[Opening Data for this exercise section]

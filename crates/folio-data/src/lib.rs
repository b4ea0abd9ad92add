//! 시장 데이터 수집 및 감성 점수 저장.
//!
//! 이 crate는 다음을 제공합니다:
//! - 일봉 가격 데이터 소스 (Yahoo chart API + Mock)
//! - 티커 정규화(.KS/.KQ 폴백)와 최소 행 검증 Provider
//! - 일별 감성 점수 저장소
//! - USD/KRW 환율 조회

pub mod error;
pub mod exchange_rate;
pub mod provider;
pub mod score_store;
pub mod source;

pub use error::{DataError, Result};
pub use exchange_rate::{ExchangeRateClient, DEFAULT_USD_KRW};
pub use provider::{
    align_closes, is_korean_code, ticker_candidates, AlignedCloses, PriceSeriesProvider,
};
pub use score_store::{InMemoryScoreStore, SentimentScoreStore};
pub use source::{MockPriceDataSource, PriceDataSource, YahooChartSource};
//! 데이터 모듈 오류 타입.

use thiserror::Error;

/// 데이터 관련 오류.
#[derive(Debug, Error)]
pub enum DataError {
    /// 외부 소스에서 데이터 가져오기 실패
    #[error("Fetch error: {0}")]
    FetchError(String),

    /// 응답 파싱 오류
    #[error("Parse error: {0}")]
    ParseError(String),

    /// 데이터 없음 (빈 응답 또는 최소 행 미달)
    #[error("Data unavailable for {ticker}: {reason}")]
    Unavailable { ticker: String, reason: String },

    /// 타임아웃 오류
    #[error("Operation timeout: {0}")]
    Timeout(String),

    /// 저장소 오류
    #[error("Store error: {0}")]
    StoreError(String),

    /// 직렬화/역직렬화 오류
    #[error("Serialization error: {0}")]
    SerializationError(String),
}

impl From<reqwest::Error> for DataError {
    fn from(err: reqwest::Error) -> Self {
        if err.is_timeout() {
            DataError::Timeout(err.to_string())
        } else {
            DataError::FetchError(err.to_string())
        }
    }
}

impl From<serde_json::Error> for DataError {
    fn from(err: serde_json::Error) -> Self {
        DataError::SerializationError(err.to_string())
    }
}

pub type Result<T> = std::result::Result<T, DataError>;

[Closing Data for this exercise section]

◆ Directions ◆
All lines with the word "impl" need to be copied from the data above.

◆ Answer space ◆
impl From<reqwest::Error> for DataError {
impl From<serde_json::Error> for DataError {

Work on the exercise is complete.